Shooting up: Deer Camp Hopping
You don’t have to hunt, or even know anything about hunting to go deer camp hopping, just show up at any country bar in Wisconsin this Friday around noon and start talking turkey… er deer. Practice
your yer accent on the trip up to mimic the local dialects. This phrase can get you a out of a lot of sticky situations if you pronounce everything correctly, so get it down . “Ya, soorry dere, oops.”
Before you hit up the bar we must address an important issue. Apparel. Don’t go near the country wearing hollister blaze orange skinny jeans, or even your favorite Wollrich chamois shirt, you need to go authentic. Get to a Goodwill and find an almost worn out pair of oversized wool pants, a hooded sweatshirt with some random local company’s name on it, a blaze orange jacket, and a whole bunch of warm stuff. The one new purchase I would advise is one of these hats. It will be a good conversation starter because people will notice that it’s new and ask you about it. Also, note the short brim. Classic.

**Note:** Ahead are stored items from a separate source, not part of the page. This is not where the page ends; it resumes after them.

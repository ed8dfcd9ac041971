//! The check cycle: poll, compare, emit, persist

use std::sync::Arc;
use std::time::Duration;

use tokio::sync::Mutex;

use crate::core::time::{Clock, SystemClock};
use crate::notifications::api::{ChangeEvent, EventSink};
use crate::observatory::detector::{ChangeDetector, Decision};
use crate::observatory::error::{ObservatoryError, ObservatoryResult};
use crate::observatory::health::{AgentHealth, HealthReport};
use crate::observatory::options::{AgentConfig, AgentOptions};
use crate::observatory::poll::PollLoop;
use crate::observatory::requester::{ScanRequester, ScanTransport};
use crate::observatory::state::StateStore;
use crate::observatory::types::ScanResult;

/// What one successful check cycle did
#[derive(Debug, Clone, PartialEq)]
pub struct CycleOutcome {
    /// Terminal result returned by the poll loop
    pub payload: ScanResult,
    pub decision: Decision,
    /// The event handed to the sink, if any
    pub event: Option<ChangeEvent>,
}

/// One watched site with its store, sink and liveness record
pub struct ObservatoryAgent {
    config: AgentConfig,
    requester: ScanRequester,
    detector: ChangeDetector,
    store: Arc<dyn StateStore>,
    sink: Arc<dyn EventSink>,
    clock: Arc<dyn Clock>,
    health: AgentHealth,
    cycle_lock: Mutex<()>,
}

impl ObservatoryAgent {
    pub fn new(
        config: AgentConfig,
        transport: Arc<dyn ScanTransport>,
        store: Arc<dyn StateStore>,
        sink: Arc<dyn EventSink>,
    ) -> Self {
        Self {
            requester: ScanRequester::new(config.clone(), transport),
            detector: ChangeDetector::new(config.changes_only),
            config,
            store,
            sink,
            clock: Arc::new(SystemClock),
            health: AgentHealth::new(),
            cycle_lock: Mutex::new(()),
        }
    }

    /// Validate `options` and build the agent; fails before any request is made
    pub fn from_options(
        options: &AgentOptions,
        transport: Arc<dyn ScanTransport>,
        store: Arc<dyn StateStore>,
        sink: Arc<dyn EventSink>,
    ) -> ObservatoryResult<Self> {
        let config = options.validate()?;
        Ok(Self::new(config, transport, store, sink))
    }

    pub fn with_clock(mut self, clock: Arc<dyn Clock>) -> Self {
        self.clock = clock;
        self
    }

    pub fn config(&self) -> &AgentConfig {
        &self.config
    }

    pub fn health(&self) -> &AgentHealth {
        &self.health
    }

    pub fn is_working(&self) -> bool {
        self.health
            .is_working(self.config.expected_receive_period_in_days, self.clock.now())
    }

    pub fn health_report(&self) -> HealthReport {
        self.health
            .report(self.config.expected_receive_period_in_days, self.clock.now())
    }

    /// Run one full check cycle against the configured store.
    ///
    /// Overlapping calls are serialized. On error nothing has been stored and
    /// no event was created.
    pub async fn check(&self) -> ObservatoryResult<CycleOutcome> {
        self.check_within(None).await
    }

    /// Like [`check`](Self::check), with the poll bounded by `poll_limit`.
    ///
    /// Only the poll can time out. Once an event has gone to the sink the
    /// cycle runs on until the state is saved.
    pub async fn check_within(
        &self,
        poll_limit: Option<Duration>,
    ) -> ObservatoryResult<CycleOutcome> {
        let _cycle = self.cycle_lock.lock().await;
        self.health.record_cycle(self.clock.now());

        let result = async {
            let last = self.store.load().await?;
            let payload = self.poll(poll_limit).await?;
            let (outcome, next_state) = self.emit(payload, last).await?;
            if outcome.decision.store {
                if let Some(next) = &next_state {
                    self.store.save(next).await?;
                }
            }
            Ok::<_, ObservatoryError>(outcome)
        }
        .await;

        if let Err(e) = &result {
            self.record_failure(e);
        }
        result
    }

    /// Poll, compare against `last` and emit if warranted.
    ///
    /// The store is not touched; the state to persist is returned alongside
    /// the outcome.
    pub async fn check_with_state(
        &self,
        last: Option<ScanResult>,
    ) -> ObservatoryResult<(CycleOutcome, Option<ScanResult>)> {
        let payload = self.poll(None).await?;
        self.emit(payload, last).await
    }

    async fn poll(&self, limit: Option<Duration>) -> ObservatoryResult<ScanResult> {
        let poll_loop = PollLoop::new(&self.requester);
        let poll = poll_loop.run();
        let payload = match limit {
            Some(limit) => tokio::time::timeout(limit, poll)
                .await
                .map_err(|_| ObservatoryError::CycleTimeout {
                    seconds: limit.as_secs(),
                })??,
            None => poll.await?,
        };
        log::info!("Scan of {} finished: {}", self.config.site, payload.summary());
        Ok(payload)
    }

    async fn emit(
        &self,
        payload: ScanResult,
        last: Option<ScanResult>,
    ) -> ObservatoryResult<(CycleOutcome, Option<ScanResult>)> {
        let evaluation = self.detector.evaluate(payload.clone(), last);
        log::debug!(
            "Decision for {}: {:?} (emit={}, store={})",
            self.config.site,
            evaluation.decision.reason,
            evaluation.decision.emit,
            evaluation.decision.store
        );

        let event = match evaluation.event {
            Some(event_payload) => {
                let now = self.clock.now();
                let event = ChangeEvent::new(&self.config.site, self.config.variant, now, event_payload);
                self.sink.create_event(&event).await?;
                self.health.record_event(now);
                log::info!(
                    "Created event for {} via {}",
                    self.config.site,
                    self.sink.sink_id()
                );
                Some(event)
            }
            None => None,
        };

        let outcome = CycleOutcome {
            payload,
            decision: evaluation.decision,
            event,
        };
        Ok((outcome, evaluation.next_state))
    }

    /// Log a failed cycle and count it against liveness
    fn record_failure(&self, error: &ObservatoryError) {
        self.health.record_error(self.clock.now());
        log::error!("Check of {} failed: {}", self.config.site, error);
    }
}
//! Observatory data types
//!
//! A scan result is kept as the JSON object the API returned. Only a handful of
//! fields drive the poll and change-detection logic; everything else is carried
//! through to emitted events untouched.

use serde::{Deserialize, Serialize};
use serde_json::{Map, Value};

/// HTTP-style status code the API reports for a completed scan
pub const SUCCESS_STATUS_CODE: u64 = 200;

/// `state` value the analyze endpoint reports while a scan is queued
pub const PENDING_STATE: &str = "PENDING";

/// `error` value the scan endpoint reports when its backing store is down
pub const DATABASE_DOWN: &str = "database-down";

/// Which generation of the Observatory API to talk to
#[derive(
    Debug,
    Clone,
    Copy,
    PartialEq,
    Eq,
    Default,
    Serialize,
    Deserialize,
    strum_macros::Display,
    strum_macros::EnumString,
)]
#[serde(rename_all = "kebab-case")]
#[strum(ascii_case_insensitive)]
pub enum ApiVariant {
    /// `POST /api/v2/scan?host=`; finished when `status_code` is 200
    #[default]
    #[strum(to_string = "legacy-v1", serialize = "v1")]
    LegacyV1,
    /// `POST /api/v1/analyze?host=&hidden=&rescan=`; finished when `state` is not PENDING
    #[strum(to_string = "current-v2", serialize = "v2")]
    CurrentV2,
}

impl ApiVariant {
    pub fn default_base_url(&self) -> &'static str {
        match self {
            ApiVariant::LegacyV1 => "https://observatory-api.mdn.mozilla.net",
            ApiVariant::CurrentV2 => "https://http-observatory.security.mozilla.org",
        }
    }

    pub fn endpoint_path(&self) -> &'static str {
        match self {
            ApiVariant::LegacyV1 => "/api/v2/scan",
            ApiVariant::CurrentV2 => "/api/v1/analyze",
        }
    }

    /// Whether `hidden` and `rescan` are sent to (and validated for) this API
    pub fn supports_scan_flags(&self) -> bool {
        matches!(self, ApiVariant::CurrentV2)
    }

    /// Whether the remote scan behind `result` has finished
    pub fn is_terminal(&self, result: &ScanResult) -> bool {
        match self {
            ApiVariant::LegacyV1 => result.is_success(),
            ApiVariant::CurrentV2 => result.state() != Some(PENDING_STATE),
        }
    }
}

/// One scan document as returned by the API
#[derive(Debug, Clone, Default, PartialEq, Serialize, Deserialize)]
#[serde(transparent)]
pub struct ScanResult(Map<String, Value>);

impl ScanResult {
    /// Parse a response body. Anything other than a JSON object is rejected.
    pub fn from_json_str(body: &str) -> Result<Self, serde_json::Error> {
        serde_json::from_str(body)
    }

    /// Wrap an already parsed value; `None` unless it is an object
    pub fn from_value(value: Value) -> Option<Self> {
        match value {
            Value::Object(map) => Some(Self(map)),
            _ => None,
        }
    }

    pub fn get(&self, key: &str) -> Option<&Value> {
        self.0.get(key)
    }

    pub fn status_code(&self) -> Option<u64> {
        self.0.get("status_code").and_then(Value::as_u64)
    }

    pub fn is_success(&self) -> bool {
        self.status_code() == Some(SUCCESS_STATUS_CODE)
    }

    /// Raw score value, `null` and absent are kept apart
    pub fn score(&self) -> Option<&Value> {
        self.0.get("score")
    }

    /// Numeric scores compare by value (`80` equals `80.0`); anything else
    /// compares structurally, so `null` and absent differ.
    pub fn score_differs(&self, other: &ScanResult) -> bool {
        match (
            self.score().and_then(Value::as_f64),
            other.score().and_then(Value::as_f64),
        ) {
            (Some(ours), Some(theirs)) => ours != theirs,
            _ => self.score() != other.score(),
        }
    }

    pub fn grade(&self) -> Option<&str> {
        self.0.get("grade").and_then(Value::as_str)
    }

    pub fn state(&self) -> Option<&str> {
        self.0.get("state").and_then(Value::as_str)
    }

    pub fn error(&self) -> Option<&str> {
        self.0.get("error").and_then(Value::as_str)
    }

    pub fn is_database_down(&self) -> bool {
        self.error() == Some(DATABASE_DOWN)
    }

    /// Short human readable description for log lines
    pub fn summary(&self) -> String {
        let field = |v: Option<&Value>| v.map_or_else(|| "-".to_string(), Value::to_string);
        format!(
            "status_code={} state={} grade={} score={}",
            self.status_code()
                .map_or_else(|| "-".to_string(), |c| c.to_string()),
            self.state().unwrap_or("-"),
            self.grade().unwrap_or("-"),
            field(self.score())
        )
    }

    pub fn as_map(&self) -> &Map<String, Value> {
        &self.0
    }

    pub fn into_value(self) -> Value {
        Value::Object(self.0)
    }
}

impl From<Map<String, Value>> for ScanResult {
    fn from(map: Map<String, Value>) -> Self {
        Self(map)
    }
}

Once you’re properly dressed and speaking the language getting invited to various camps shouldn’t be much of an issue. Just buy some beers at the bar, play some classic rock or early country on the jukebox, and get ready to live. Within about 5 minutes somebody will start talking about camp or going back to camp. As soon a you hear that buy two cases of Miller High Life off sale for the road. Order loudly so they can hear you. “Hey, you wanna come to our camp” some enormous man wearing bibs will bellow as he sees the cases of beer slide across the bar top. “Sure!” You’re in.
You and your posse Ike, Theo, and Matilda (never go alone) will then follow a rusted ford f-150 4×4 with supercab and long box down a labyrinthine corridor of logging roads and gravel pits. Make sure Matilda enables breadcrumbs on her concealed iPhone’s GPS before you leave the blacktop. Crack a roady as your new friends in the pickup will certainly be enbibing and will out you as imposters if you don’t toss at least one empty beer car out your window. After about 30 minutes you will pull in to the camp! This place has it all! Sauna, woodstove, rustic furniture, deer mounts on the wall, dirty magazines, bunks, woodstove, outhouse, sink. You’ll get to learn the ways of the woods and hear tales of hunts from years past. Stroke your beard as some insanely drunk dude tells you about the time he drove his truck off the highway into the Brule river, “shake the hand that shook the Brule!” he’ll holler as his extends his sand paper tough hand for a shake. Try not to talk too much, just let the action come to you, you won’t be disappointed.
If you do plan on doing any actual hunting make sure you drink as much water as possible at around 2am when most of your new comrades are passed out. You’ll need to be hydrated for what’s ahead. Make sure you have a license of course, you don’t want to end up like these idiot hipsters. For your first outing I’d recommend sitting in a treestand all day with only a sandwich and a gallon of apple cider. The guys will recognize you as hardcore if you do and that will lead to them telling people about it at the bar that night, which will lead to invites from other deer camps to hop. All of this assumes you can hold your liquor of course. If you shoot a deer be sure to field dress it with the biggest knife you can conceivably carry, this is another item which is an important status symbol and may even earn you an endearing redneck nickname like “toothpick.”
With your quarry you will host several BBQ dinner parties back home in Northeast Minneapolis and perhaps more importantly you will be able to re-purpose bone, skin, and antlers into countless items which will cause people to ask you about them and you will get to tell them about deer camp. Advanced hipsters will certainly make some ear plugs from the antlers. Flora will swoon as you tell her about your friend PeeWee in Wisconsin who can shotgun a beer in less than a second, and relive the tale of the 16-pointer that stupid Waldo missed back in ’91 (the year of that huge October snow).